# Chapter 24 - Comparing Means

## Plot the Data

## Comparing Two Means

* we know that, for independent random variables, the variance of their _difference_ is the _sum_ of their individual variances
* $Var(Y-X) = Var(Y) + Var(X)$
* Standard deviation of the difference of two sample means:
    
\begin{equation}
SD(\bar{y}_1 - \bar{y}_2) = \sqrt{\frac{\sigma^2_1}{n_1} +\frac{\sigma^2_2}{n_2}}
\end{equation}

* Because we don't know the true standard deviations of the two groups, we'll use the estimates $s_1$ and $s_2$, and generate a standard error:

\begin{equation}
SE(\bar{y}_1 - \bar{y}_2) = \sqrt{\frac{s^2_1}{n_1} + \frac{s^2_2}{n_2}}
\end{equation}

* the confidence interval we build is called a **two-sample $t$-interval** (for the difference in means).  
* the corresponding hypothesis test is called a **two-sample $t$-test**
* the interval looks just like all the other's we've seen -- the statistic plus or minus an estimated margin of error:

\begin{equation}
(\bar{y}_1 - \bar{y}_2) \pm ME
\end{equation}

where

\begin{equation}
ME = t^* \times SE(\bar{y}_1 - \bar{y}_2)
\end{equation}

* in reality, the distribution isn't a Student's $t$ distribution, but we can use a special formula for degrees of freedom to bring it close enough to Student's $t$ to use that as our sampling distribution model:

\begin{equation}
df = \frac{(\frac{s_1^2}{n_1} + \frac{s_2^2}{n_2})^2}{\frac{1}{n_1 - 1} (\frac{s_1^2}{n_1})^2 + \frac{1}{n_2 - 1} (\frac{s_2^2}{n_2})^2}
\end{equation}

* (typically use computer to calculate)

### A Sampling Distribution for the Difference Between Two Means

When the conditions are met, the sampling distribution of the standardized sample difference between the means of two independent groups,

\begin{equation}
t = \frac{(\bar{y}_1 - \bar{y}_2) - (\mu_1 - \mu_2)}{SE(\bar{y}_1 - \bar{y}_2)}
\end{equation}

can be modeled by a Student's $t$-model with a number of degrees of freedom found with a special formula.  We estimate the standard error with

\begin{equation}
SE(\bar{y}_1 - \bar{y}_2) = \sqrt{\frac{s^2_1}{n_1} + \frac{s^2_2}{n_2}}
\end{equation}

## Assumptions and Conditions

### Independence Assumption

* the data in each group must be drawn independently and at random from a homogeneous population, or generated by a randomized comparative experiment
* **randomization condition**
* **10% condition**: we usually don't check this; only if a very small population or an extremely large sample

### Normal Population Assumption

* **nearly normal condition**: 
  * must check this for both groups; 
  * for samples where $n < 15$ in either group, don't use this method if historgram or Normal probability plot shows severe skewness
  * for $n$'s closer to 40, mild skewness ok, but remark on any outliers
  * for $n$ > 40, CLT causes the nearly normal condition to matter less; but still be cognizant of outliers, extreme outliers, and multiple modes
  
### Independent Groups Assumption

* the two groups we are comparing must be independent of each other
* must be verified by thinking about the datasets -- there's no statistical test to verify this

### Two-Sample $t$0-Interval for the Difference Between Means

When the conditions are met, we are ready to find the confidence interval for the difference between means of two independent groups, $\mu_1 - \mu_2$.  The confidence interval is

\begin{equation}
(\bar{y}_1 - \bar{y}_2) \pm t^*_{df} \times SE(\bar{y}_1 - \bar{y}_2)
\end{equation}

where the standard error of the difference of the means

\begin{equation}
SE(\bar{y}_1 - \bar{y}_2) = \sqrt{\frac{s^2_1}{n_1} + \frac{s^2_2}{n_2}}
\end{equation}

The critical value $t^*_{df}$ depends on the particular confidence level, $C$, that you specify and on the number of degerees of freedom, which we get from the sample sizes and a special formula.

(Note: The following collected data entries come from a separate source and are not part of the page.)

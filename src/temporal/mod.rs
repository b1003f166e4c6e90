//! DATE, TIMESTAMP, TIME and INTERVAL casts.
//!
//! Parsing is the same for every backend: a `sscanf`-style scanner for dates
//! and times, and [`IntervalScanner`] for intervals. The configured
//! [`TemporalBackend`] only decides which types the parsed fields end up in.

mod interval;
mod scan;

#[cfg(feature = "with-chrono")]
mod chrono;
#[cfg(feature = "with-time")]
mod time;

pub use interval::{IntervalField, IntervalScanner, parse_interval};

#[cfg(feature = "with-chrono")]
pub use self::chrono::ChronoValue;
#[cfg(feature = "with-time")]
pub use self::time::TimeValue;

use crate::cast::Cast;
use crate::context::CastContext;
use crate::error::{Error, Result};
use crate::opts::TemporalBackend;
use crate::value::{Date, DateTime, TimeOfDay, Value};

/// Parse `Y-M-D` or `Y-M-D H:M:S[.frac]`.
///
/// `infinity` and `-infinity` (any case) give [`DateTime::MAX`] and
/// [`DateTime::MIN`]. Text after the seconds, such as a zone offset, is ignored.
pub fn parse_date_time(bytes: &[u8]) -> Result<DateTime> {
    if bytes.eq_ignore_ascii_case(b"infinity") {
        return Ok(DateTime::MAX);
    }
    if bytes.eq_ignore_ascii_case(b"-infinity") {
        return Ok(DateTime::MIN);
    }

    let scanned = scan::scan(bytes, scan::DATE_TIME);
    let time = match scanned.count() {
        3 => None,
        6 => Some(TimeOfDay::new(
            scanned.int(3),
            scanned.int(4),
            scanned.float(5),
        )?),
        n => {
            return Err(Error::DateParse(format!(
                "unable to parse date {:?}: {} components",
                String::from_utf8_lossy(bytes),
                n
            )));
        }
    };
    let date = Date::new(scanned.int(0), scanned.int(1), scanned.int(2))?;
    Ok(DateTime { date, time })
}

/// Parse `H:M:S[.frac]`.
pub fn parse_time(bytes: &[u8]) -> Result<TimeOfDay> {
    let scanned = scan::scan(bytes, scan::TIME);
    if scanned.count() != 3 {
        return Err(Error::DateParse(format!(
            "unable to parse time {:?}: {} components",
            String::from_utf8_lossy(bytes),
            scanned.count()
        )));
    }
    TimeOfDay::new(scanned.int(0), scanned.int(1), scanned.float(2))
}

/// DATE, TIMESTAMP and TIMESTAMPTZ.
#[derive(Debug, Clone, Copy)]
pub struct DateCast {
    backend: TemporalBackend,
}

impl DateCast {
    pub const fn new(backend: TemporalBackend) -> Self {
        Self { backend }
    }
}

impl Cast for DateCast {
    fn name(&self) -> &'static str {
        "DATE"
    }

    fn cast_text(&self, bytes: &[u8], _ctx: &CastContext) -> Result<Value> {
        let parsed = parse_date_time(bytes)?;
        match self.backend {
            TemporalBackend::Native => Ok(Value::DateTime(parsed)),
            #[cfg(feature = "with-chrono")]
            TemporalBackend::Chrono => self::chrono::date_time_value(parsed),
            #[cfg(feature = "with-time")]
            TemporalBackend::Time => self::time::date_time_value(parsed),
        }
    }
}

/// TIME and TIMETZ.
#[derive(Debug, Clone, Copy)]
pub struct TimeCast {
    backend: TemporalBackend,
}

impl TimeCast {
    pub const fn new(backend: TemporalBackend) -> Self {
        Self { backend }
    }
}

impl Cast for TimeCast {
    fn name(&self) -> &'static str {
        "TIME"
    }

    fn cast_text(&self, bytes: &[u8], _ctx: &CastContext) -> Result<Value> {
        let parsed = parse_time(bytes)?;
        match self.backend {
            TemporalBackend::Native => Ok(Value::TimeOfDay(parsed)),
            #[cfg(feature = "with-chrono")]
            TemporalBackend::Chrono => self::chrono::time_value(parsed),
            #[cfg(feature = "with-time")]
            TemporalBackend::Time => self::time::time_value(parsed),
        }
    }
}

/// INTERVAL.
#[derive(Debug, Clone, Copy)]
pub struct IntervalCast {
    backend: TemporalBackend,
}

impl IntervalCast {
    pub const fn new(backend: TemporalBackend) -> Self {
        Self { backend }
    }
}

impl Cast for IntervalCast {
    fn name(&self) -> &'static str {
        "INTERVAL"
    }

    fn cast_text(&self, bytes: &[u8], _ctx: &CastContext) -> Result<Value> {
        let parsed = parse_interval(bytes);
        match self.backend {
            TemporalBackend::Native => Ok(Value::Interval(parsed)),
            #[cfg(feature = "with-chrono")]
            TemporalBackend::Chrono => self::chrono::interval_value(parsed),
            #[cfg(feature = "with-time")]
            TemporalBackend::Time => self::time::interval_value(parsed),
        }
    }
}

/// Whole seconds and nanoseconds of a non-negative seconds value.
#[cfg(any(feature = "with-chrono", feature = "with-time"))]
fn split_seconds(second: f64) -> (u32, u32) {
    let whole = second.trunc();
    let nanos = ((second - whole) * 1e9).round() as u32;
    (whole as u32, nanos.min(999_999_999))
}

/// Seconds as whole microseconds, if they fit in `i64`.
#[cfg(any(feature = "with-chrono", feature = "with-time"))]
fn seconds_to_micros(seconds: f64) -> Option<i64> {
    let micros = (seconds * 1e6).round();
    (micros.is_finite() && micros.abs() < 9.2e18).then_some(micros as i64)
}

#[cfg(any(feature = "with-chrono", feature = "with-time"))]
fn unrepresentable(what: &str, value: impl core::fmt::Debug) -> Error {
    Error::Parse(format!("{} not representable: {:?}", what, value))
}

#[cfg(test)]
mod tests {
    use super::*;
    use crate::field::RawField;

    #[test]
    fn test_date_only() {
        let dt = parse_date_time(b"2024-01-02").unwrap();
        assert!(dt.is_date_only());
        assert_eq!(dt.date, Date::new(2024, 1, 2).unwrap());
    }

    #[test]
    fn test_timestamp() {
        let dt = parse_date_time(b"2024-01-02 03:04:05").unwrap();
        let time = dt.time.unwrap();
        assert_eq!((time.hour, time.minute, time.second), (3, 4, 5.0));
    }

    #[test]
    fn test_timestamptz_suffix_ignored() {
        let dt = parse_date_time(b"2024-01-02 03:04:05.123456+02").unwrap();
        let second = dt.time.unwrap().second;
        assert!((second - 5.123456).abs() < 1e-9);
    }

    #[test]
    fn test_component_count() {
        for input in [&b"2024-01-02 03"[..], b"2024-01-02 03:04", b"2024", b"", b"today"] {
            assert!(
                matches!(parse_date_time(input), Err(Error::DateParse(_))),
                "{:?}",
                input
            );
        }
    }

    #[test]
    fn test_calendar_range() {
        assert!(matches!(parse_date_time(b"2024-02-30"), Err(Error::DateParse(_))));
        assert!(matches!(
            parse_date_time(b"2024-01-01 10:61:00"),
            Err(Error::DateParse(_))
        ));
    }

    #[test]
    fn test_infinity() {
        assert_eq!(parse_date_time(b"infinity").unwrap(), DateTime::MAX);
        assert_eq!(parse_date_time(b"-infinity").unwrap(), DateTime::MIN);
        assert_eq!(parse_date_time(b"Infinity").unwrap(), DateTime::MAX);
        assert_eq!(parse_date_time(b"-INFINITY").unwrap(), DateTime::MIN);
    }

    #[test]
    fn test_time() {
        let t = parse_time(b"10:30:45.5").unwrap();
        assert_eq!((t.hour, t.minute, t.second), (10, 30, 45.5));
        assert!(parse_time(b"10:30:45+05:30").is_ok());
        assert!(matches!(parse_time(b"10:30"), Err(Error::DateParse(_))));
        assert!(matches!(parse_time(b"25:00:00"), Err(Error::DateParse(_))));
    }

    #[test]
    fn test_native_casts() {
        let ctx = CastContext::default();
        let native = TemporalBackend::Native;
        assert!(matches!(
            DateCast::new(native).cast_text(b"2024-01-02", &ctx).unwrap(),
            Value::DateTime(_)
        ));
        assert!(matches!(
            TimeCast::new(native).cast_text(b"01:02:03", &ctx).unwrap(),
            Value::TimeOfDay(_)
        ));
        assert_eq!(
            IntervalCast::new(native).cast_text(b"3 days", &ctx).unwrap(),
            Value::Interval(crate::value::Interval::new(3, 0.0))
        );
    }

    #[test]
    fn test_null() {
        let ctx = CastContext::default();
        let native = TemporalBackend::Native;
        assert_eq!(DateCast::new(native).cast(RawField::null(), &ctx).unwrap(), Value::Null);
        assert_eq!(TimeCast::new(native).cast(RawField::null(), &ctx).unwrap(), Value::Null);
        assert_eq!(
            IntervalCast::new(native).cast(RawField::null(), &ctx).unwrap(),
            Value::Null
        );
    }

    #[cfg(any(feature = "with-chrono", feature = "with-time"))]
    #[test]
    fn test_split_seconds() {
        assert_eq!(split_seconds(5.25), (5, 250_000_000));
        assert_eq!(split_seconds(0.0), (0, 0));
        assert_eq!(seconds_to_micros(-1.5), Some(-1_500_000));
        assert_eq!(seconds_to_micros(f64::INFINITY), None);
    }
}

## Step-by-Step Example: A Two-Sample $t$-Interval

* Plan:
  * state what you want to know
  * indentify the parameter you wish to estimate
  * identify the population(s) about which you wish to make statements
  * identify the variables and review the W's
  * make a picture: boxplots are the display of choice for comparing groups
* Model:
  * think about the appropriate assumptions and check the conditions to b sure that a Student's $t$-model for the sampling distribution is appropriate
  * make a picture: use histograms or Normal probability plots to check the shape of the distribution of each group
  * state the sampling distribution model for the statistic
  * specify your method
* Mechanics
  * construct the confidence interval
  * be sure to include units along with the statistics
  * use meaningful subscripts to identify groups
  * use sample standard deviation to find the standard error of the sampling distribution
  * use a computer to calculate the degress of freedom
* Conclusion
  * interpret the confidence interval in the proper context

## Another One Just Like the Other Ones?

## Testing the Difference Between Two Means

* **two-sample $t$-test for the difference between means**

## A Test for the Difference Between Two Means

### Two-Sample $t$-Test for the Difference Between Means

The conditions for the two-sample $t$-test for the difference between the means of two independent groups are the same as for the two-sample $t$-interval.  We test the hypothesis

\begin{equation}
H_0: \mu_1 - \mu_2 = \Delta_0
\end{equation}

where teh hypothesized difference is almost always 0, using the statistic

\begin{equation}
t = \frac{(\bar{y}_1 - \bar{y}_2) - \Delta_0}{SE(\bar{y}_1 - \bar{y}_2)}
\end{equation}

The standard error of $\bar{y}_1 - \bar{y}_2$ is

\begin{equation}
SE(\bar{y}_1 - \bar{y}_2) = \sqrt{\frac{s_1^2}{n_1}+\frac{s_2^2}{n_2}}
\end{equation}

When the conditions are met and the null hypothesis is treu, this statistic can be closely modeled by a Student's $t$-model with a number of degrees of freedom given by a special formula.  We use that model to obtain a P-value.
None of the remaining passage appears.